Count II of the Third-Party Complaint presents an independent breach of contract claim. Aviation Institute alleges it is a third-party beneficiary to the Insertion Order and that Higher Ed breached that contract by using an indirect affiliate—Apptness—to generate leads. The elements of a breach of contract claim are "(1) breach and the (2) resultant damages (3) to the party who has the right to complain about the contract being broken." UWork.com, Inc. v. Paragon Techs., Inc. , 321 Ga. App. 584, 590, 740 S.E.2d 887 (2013) (citing Norton v. Budget Rent A Car System , 307 Ga. App. 501, 502, 705 S.E.2d 305 (2010) ).
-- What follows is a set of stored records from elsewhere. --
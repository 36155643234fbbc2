//! Response body reader
//!
//! A body is read in a single pass. A bounded preview can be taken first and is
//! handed out again at the start of the stream. Content encodings are removed
//! on the fly, and the raw bytes can be captured for the cache pool, which
//! receives them once the stream reaches its end.

use crate::cache::{CacheEntry, CachePool};
use crate::BodyError;
use flate2::write::{GzDecoder, ZlibDecoder};
use reqwest::header::{HeaderMap, HeaderName, CONTENT_ENCODING, TRANSFER_ENCODING};
use std::io::Write;
use std::sync::Arc;

/// Compressed bytes handed to a decoder between output checks
const FEED_SLICE: usize = 256;

/// Where a body is in its lifetime
#[derive(Debug, Clone, PartialEq, Eq)]
pub enum BodyState {
    /// Nothing has been read yet
    HeadOnly,
    Reading,

    /// Fully read; later reads return end-of-stream
    Eof,

    /// A read failed; later reads return the same error
    Error(BodyError),
}

enum Source {
    Empty,
    Memory(Option<Vec<u8>>),
    Network(reqwest::Response),
}

impl Source {
    async fn next_chunk(&mut self) -> Result<Option<Vec<u8>>, BodyError> {
        match self {
            Self::Empty => Ok(None),
            Self::Memory(data) => Ok(data.take()),
            Self::Network(response) => response
                .chunk()
                .await
                .map(|chunk| chunk.map(|bytes| bytes.to_vec()))
                .map_err(|e| BodyError::Read(e.to_string())),
        }
    }
}

enum Decoder {
    Identity,
    Gzip(GzDecoder<Vec<u8>>),
    Deflate(ZlibDecoder<Vec<u8>>),
    Invalid(BodyError),
}

impl Decoder {
    /// Chooses the decoder for a response's content coding
    fn for_headers(headers: &HeaderMap) -> Self {
        let encodings = content_encodings(headers);
        match encodings.as_slice() {
            [] => Self::Identity,
            [one] => match one.as_str() {
                "gzip" | "x-gzip" => Self::Gzip(GzDecoder::new(Vec::new())),
                "deflate" => Self::Deflate(ZlibDecoder::new(Vec::new())),
                other => Self::Invalid(BodyError::UnsupportedEncoding(other.to_string())),
            },
            _ => Self::Invalid(BodyError::TooManyEncodings(encodings)),
        }
    }

    /// Decodes one raw chunk, failing once the output exceeds `budget`
    ///
    /// Compressed input is written in small slices so a highly compressed chunk
    /// never inflates far past the budget.
    fn feed(&mut self, raw: Vec<u8>, budget: usize) -> Result<Vec<u8>, BodyError> {
        fn bounded<W: Write>(
            decoder: &mut W,
            output: impl Fn(&W) -> usize,
            raw: &[u8],
            budget: usize,
        ) -> Result<(), BodyError> {
            for slice in raw.chunks(FEED_SLICE) {
                decoder
                    .write_all(slice)
                    .map_err(|e| BodyError::Decode(e.to_string()))?;
                if output(decoder) > budget {
                    return Err(BodyError::TooLong { limit: budget });
                }
            }
            Ok(())
        }

        match self {
            Self::Identity => Ok(raw),
            Self::Gzip(d) => {
                bounded(d, |d| d.get_ref().len(), &raw, budget)?;
                Ok(std::mem::take(d.get_mut()))
            }
            Self::Deflate(d) => {
                bounded(d, |d| d.get_ref().len(), &raw, budget)?;
                Ok(std::mem::take(d.get_mut()))
            }
            Self::Invalid(e) => Err(e.clone()),
        }
    }

    /// Flushes the decoder at end of input; the decoder is spent afterwards
    fn finish(&mut self) -> Result<Vec<u8>, BodyError> {
        let decode = |e: std::io::Error| BodyError::Decode(e.to_string());
        let out = match self {
            Self::Identity => Vec::new(),
            Self::Gzip(d) => {
                d.try_finish().map_err(decode)?;
                std::mem::take(d.get_mut())
            }
            Self::Deflate(d) => {
                d.try_finish().map_err(decode)?;
                std::mem::take(d.get_mut())
            }
            Self::Invalid(e) => return Err(e.clone()),
        };
        *self = Self::Identity;
        Ok(out)
    }
}

/// Lists the content codings applied to a body
///
/// `Content-Encoding` is used when present; otherwise the transfer codings other
/// than `chunked` and `identity`.
pub fn content_encodings(headers: &HeaderMap) -> Vec<String> {
    let collect = |name: HeaderName| -> Vec<String> {
        headers
            .get_all(name)
            .iter()
            .filter_map(|v| v.to_str().ok())
            .flat_map(|v| v.split(','))
            .map(|v| v.trim().to_ascii_lowercase())
            .filter(|v| !v.is_empty() && v != "identity")
            .collect()
    };

    let content = collect(CONTENT_ENCODING);
    if !content.is_empty() {
        return content;
    }
    collect(TRANSFER_ENCODING)
        .into_iter()
        .filter(|v| v != "chunked")
        .collect()
}

/// Raw bytes collected for the cache pool
struct Capture {
    pool: Arc<CachePool>,
    entry: CacheEntry,
}

/// Single-pass reader over a response body
pub struct Body {
    source: Source,
    decoder: Decoder,
    state: BodyState,

    /// Maximum decoded length
    limit: usize,
    produced: usize,

    /// Decoded bytes read ahead by `preview` and not yet consumed
    pending: Vec<u8>,

    /// Whether any raw byte arrived from the source
    raw_seen: bool,

    capture: Option<Capture>,
}

impl std::fmt::Debug for Body {
    fn fmt(&self, f: &mut std::fmt::Formatter<'_>) -> std::fmt::Result {
        f.debug_struct("Body")
            .field("state", &self.state)
            .field("limit", &self.limit)
            .field("produced", &self.produced)
            .field("pending", &self.pending.len())
            .field("capturing", &self.capture.is_some())
            .finish()
    }
}

impl Body {
    fn with_source(source: Source, headers: &HeaderMap, limit: usize) -> Self {
        Self {
            source,
            decoder: Decoder::for_headers(headers),
            state: BodyState::HeadOnly,
            limit,
            produced: 0,
            pending: Vec::new(),
            raw_seen: false,
            capture: None,
        }
    }

    /// A body streamed from the network
    pub fn network(response: reqwest::Response, limit: usize) -> Self {
        let headers = response.headers().clone();
        Self::with_source(Source::Network(response), &headers, limit)
    }

    /// A body replayed from memory, still content-encoded as described by `headers`
    pub fn memory(raw: Vec<u8>, headers: &HeaderMap, limit: usize) -> Self {
        Self::with_source(Source::Memory(Some(raw)), headers, limit)
    }

    /// A body with no content
    pub fn empty() -> Self {
        Self::with_source(Source::Empty, &HeaderMap::new(), 0)
    }

    /// Captures the raw bytes and stores them in `pool` at end of stream
    ///
    /// `entry` carries everything but the body. Nothing is stored if the read
    /// fails or the body outgrows the pool.
    pub fn capture_into(&mut self, pool: Arc<CachePool>, entry: CacheEntry) {
        self.capture = Some(Capture { pool, entry });
    }

    pub fn state(&self) -> &BodyState {
        &self.state
    }

    /// Returns up to `n` leading decoded bytes without consuming them
    ///
    /// The returned bytes are delivered again by the following reads.
    pub async fn preview(&mut self, n: usize) -> Result<&[u8], BodyError> {
        while self.pending.len() < n {
            match self.pull().await? {
                Some(chunk) => self.pending.extend_from_slice(&chunk),
                None => break,
            }
        }
        let end = n.min(self.pending.len());
        Ok(&self.pending[..end])
    }

    /// Reads the next decoded chunk; `None` at end of stream
    pub async fn chunk(&mut self) -> Result<Option<Vec<u8>>, BodyError> {
        if !self.pending.is_empty() {
            return Ok(Some(std::mem::take(&mut self.pending)));
        }
        self.pull().await
    }

    /// Appends the rest of the decoded body to `buf`
    pub async fn read_to_end(&mut self, buf: &mut Vec<u8>) -> Result<usize, BodyError> {
        let start = buf.len();
        while let Some(chunk) = self.chunk().await? {
            buf.extend_from_slice(&chunk);
        }
        Ok(buf.len() - start)
    }

    async fn pull(&mut self) -> Result<Option<Vec<u8>>, BodyError> {
        match &self.state {
            BodyState::Eof => return Ok(None),
            BodyState::Error(e) => return Err(e.clone()),
            BodyState::HeadOnly | BodyState::Reading => {}
        }
        self.state = BodyState::Reading;

        match self.next_decoded().await {
            Ok(Some(chunk)) => Ok(Some(chunk)),
            Ok(None) => {
                self.state = BodyState::Eof;
                self.store_capture();
                Ok(None)
            }
            Err(e) => {
                self.state = BodyState::Error(e.clone());
                self.capture = None;
                Err(e)
            }
        }
    }

    async fn next_decoded(&mut self) -> Result<Option<Vec<u8>>, BodyError> {
        loop {
            let out = match self.source.next_chunk().await? {
                Some(raw) => {
                    self.record_raw(&raw);
                    let budget = self.limit.saturating_sub(self.produced);
                    self.decoder
                        .feed(raw, budget)
                        .map_err(|e| match e {
                            BodyError::TooLong { .. } => BodyError::TooLong { limit: self.limit },
                            other => other,
                        })?
                }
                // An empty body has nothing to decode
                None if !self.raw_seen => return Ok(None),
                None => {
                    let out = self.decoder.finish()?;
                    if out.is_empty() {
                        return Ok(None);
                    }
                    out
                }
            };

            if out.is_empty() {
                continue;
            }
            self.produced += out.len();
            if self.produced > self.limit {
                return Err(BodyError::TooLong { limit: self.limit });
            }
            return Ok(Some(out));
        }
    }

    fn record_raw(&mut self, raw: &[u8]) {
        self.raw_seen = self.raw_seen || !raw.is_empty();
        let Some(capture) = &mut self.capture else {
            return;
        };
        if capture.entry.body.len() + raw.len() > capture.pool.max_bytes() {
            tracing::debug!("Body of {} outgrew the cache pool", capture.entry.url);
            self.capture = None;
            return;
        }
        capture.entry.body.extend_from_slice(raw);
    }

    fn store_capture(&mut self) {
        let Some(Capture { pool, entry }) = self.capture.take() else {
            return;
        };
        if entry.control.cache_type == crate::cache::CacheType::NeedValidate
            || !entry.control.is_expired()
        {
            tracing::trace!("Caching {} ({} bytes)", entry.url, entry.size());
            pool.set(entry);
        }
    }
}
According to Georgia law, "status as a third-party beneficiary does not imply standing to enforce every promise within a contract," but it does confer authority to "enforce those promises made directly for [its] benefit." Archer W. Contractors, Ltd. v. Est. of Pitts , 292 Ga. 219, 227, 735 S.E.2d 772 (2012). "[T]he intent to create a third-party beneficiary must appear on the face of a contract." Perry Golf Course Dev., LLC v. Hous. Auth. of City of Atlanta , 294 Ga. App. 387, 388, 670 S.E.2d 171 (2008).
In its motion for summary judgment, Higher Ed focuses almost exclusively on Aviation Institute's indemnification claim. It does not, however, advance a cogent theory as to why it should be entitled to summary judgment on Aviation Institute's breach of contract claim. And based on the record—as well as the Court's assumptions at this stage that: (1) Aviation Institute may be a third-party beneficiary to the Insertion Order and (2) may enforce this specific provision—Aviation Institute has made out at least a prima facie claim for breach of contract. Although the claim may not ultimately be viable for various reasons, Higher Ed has offered no basis in law or fact for why it cannot advance beyond this motion for summary judgment. Therefore, Aviation Institute may proceed with this claim.
III. CONCLUSION
Aviation Institute's motion to dismiss [ECF 61] and motion to strike are DENIED . Higher Ed's motion for summary judgment [ECF 71] is GRANTED IN PART and DENIED IN PART .
SO ORDERED this the 8th day of June 2021.